The SEC last year also warned investors, particularly those overseas, of the advance-fee frauds as well as "recovery room" scams, which focus on investors who buy micro-cap stocks.
If the stock price crashes or the company shuts down, the fraudsters seek out the shareholders and claim they can help them recover losses for a substantial fee - often disguised as a tax, deposit or refundable insurance bond, according to the SEC.
Bill Singer, a securities compliance attorney with Gusrae Kaplan Bruno & Nusbaum PLLC of New York, said he knows of at least three broker-dealers that had been targets.
"I'm hearing it more and more from regulators," said Mr. Singer, adding that New Zealand and Romania are two countries in which the identity thefts are occurring.
Industry sources added that other Eastern European nations, South Africa and particularly Australia are also locations where the fraud is perpetrated.
Mr. Singer said that one client with an office across the street from the World Trade Center before Sept. 11, 2001, eventually shut down his firm, only to be told a couple years later by a former employee that a website with photos of the firm's executives was up and running.
Mr. Singer said he was annoyed at the response from some securities regulators. "They're not doing a decent job," he said. "It's a daisy chain. They refer you round and round and round. There seems to be nobody doing anything about it."
Part of the problem, industry sources said, is that U.S. regulators lack authority overseas.
Two types of phony broker-dealers are perpetrating the fraud, sources said. One is a fake firm with an almost identical name to a NASD-registered firm, and the other is one named to convey a false pedigree.
Broker-dealers should periodically type the name of their firm into a search engine such as Google to check its presence on the web, according to industry observers.
Near the end of August, securities regulators from New Zealand contacted the owner of the small U.S. broker-dealer to inform him that his firm's identity had been stolen.
According to a letter from the New Zealand Securities Commission, "Mr. Howard Douglas … has been making unsolicited investment offers to New Zealand investors," using a name identical to that of the U.S. firm but for one difference: It is identified with "Corporation" rather than "Inc."
The scam artists are so sophisticated that they even use NASD information, according to the New Zealand regulators.
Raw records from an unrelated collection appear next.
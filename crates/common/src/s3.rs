use std::{fs, io, path::Path};

pub use aws_sdk_s3::{primitives::ByteStream, Error};
use aws_sdk_s3::{
    config::{Builder, Credentials, Region},
    types::ObjectCannedAcl,
    Client,
};
use derive_more::{Display, Error, From};
use serde::Deserialize;

use crate::config;

/// Errors that may occur while constructing a [`ConfiguredClient`].
#[derive(Debug, Display, From, Error)]
pub enum ClientError {
    /// Unable to read the credentials file.
    Io(io::Error),

    /// Credentials file is not a valid key file.
    #[display(fmt = "invalid credentials file: {}", _0)]
    Credentials(serde_json::Error),
}

/// HMAC key pair used to sign object store requests.
#[derive(Deserialize)]
pub(crate) struct KeyFile {
    /// Access key identifier.
    pub(crate) access_key_id: String,

    /// Secret access key.
    pub(crate) secret_access_key: String,
}

impl KeyFile {
    /// Load the key pair from a JSON credentials file.
    pub(crate) fn read(path: &Path) -> Result<Self, ClientError> {
        Ok(serde_json::from_slice(&fs::read(path)?)?)
    }
}

/// Configured S3-compatible client.
pub struct ConfiguredClient<'a> {
    config: &'a config::Storage,
    client: Client,
}

impl<'a> ConfiguredClient<'a> {
    /// Create new [`ConfiguredClient`] from the provided [`Storage`] configuration
    /// and the credentials file of the selected deployment target.
    ///
    /// [`Storage`]: config::Storage
    pub async fn new(
        config: &'a config::Storage,
        credentials_path: &Path,
    ) -> Result<ConfiguredClient<'a>, ClientError> {
        let key_file = KeyFile::read(credentials_path)?;

        let sdk_config = aws_config::from_env()
            .endpoint_url(&config.endpoint_url)
            .region(Region::new(config.region.clone()))
            .credentials_provider(Credentials::new(
                key_file.access_key_id,
                key_file.secret_access_key,
                None,
                None,
                "deploy-key-file",
            ))
            .load()
            .await;

        let s3_config = Builder::from(&sdk_config)
            .force_path_style(config.force_path_style)
            .build();

        Ok(ConfiguredClient {
            config,
            client: Client::from_conf(s3_config),
        })
    }

    /// Upload an object into the provided bucket.
    pub async fn put_object<F>(
        &self,
        bucket: &str,
        key: &str,
        content_type: &str,
        file: F,
    ) -> Result<(), Error>
    where
        ByteStream: From<F>,
    {
        self.client
            .put_object()
            .bucket(bucket)
            .key(key)
            .content_type(content_type)
            .body(ByteStream::from(file))
            .send()
            .await?;

        Ok(())
    }

    /// Grant public read access to an existing object.
    pub async fn make_public(&self, bucket: &str, key: &str) -> Result<(), Error> {
        self.client
            .put_object_acl()
            .bucket(bucket)
            .key(key)
            .acl(ObjectCannedAcl::PublicRead)
            .send()
            .await?;

        Ok(())
    }

    /// Public URL of an object.
    pub fn public_url(&self, bucket: &str, key: &str) -> String {
        public_url(&self.config.endpoint_url, bucket, key)
    }
}

/// Public URL of an object stored at the provided endpoint.
pub fn public_url(endpoint_url: &str, bucket: &str, key: &str) -> String {
    format!("{}/{bucket}/{key}", endpoint_url.trim_end_matches('/'))
}
pub mod config;
pub mod device;
pub mod error;
pub mod logger;
pub mod models;
pub mod prompt;
pub mod session;

pub use config::DeviceConfig;
pub use device::{AnalysisClient, CaptureClient, DeviceClient};
pub use error::{MonitorError, Result};
pub use models::{
    AnalysisRequest, AnalysisResponse, CaptureResponse, CapturedImagePair, ResetResponse,
};
pub use prompt::{compose, compose_named, OutputFormat, PromptSelection, TemplateKey};
pub use session::{MonitorSession, SessionState};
The phony firm sent a fax to investors with the real firm's NASD identification number, known as a CRD, or central registration depository, number.
"We're a clean firm, and they're telling people go to CRD and check us out," the owner of the small broker-dealer said.
And the scam artists use technology with ease and skill. "If they're offshore and using Internet phone numbers, it's very hard to track."
When contacted, the phony broker-dealer identified itself on an answering machine encouraging a caller to leave a message.
The real small broker-dealer doesn't have a website, but the phony broker-dealer does, the business owner said. "Everything is the same except for the phone number," the business owner said.
And the scam artists like to sound choosy about their clients. The phony website reads that the firm "reserves the right to accept clients based on criteria set by our management. Not all applicants will qualify."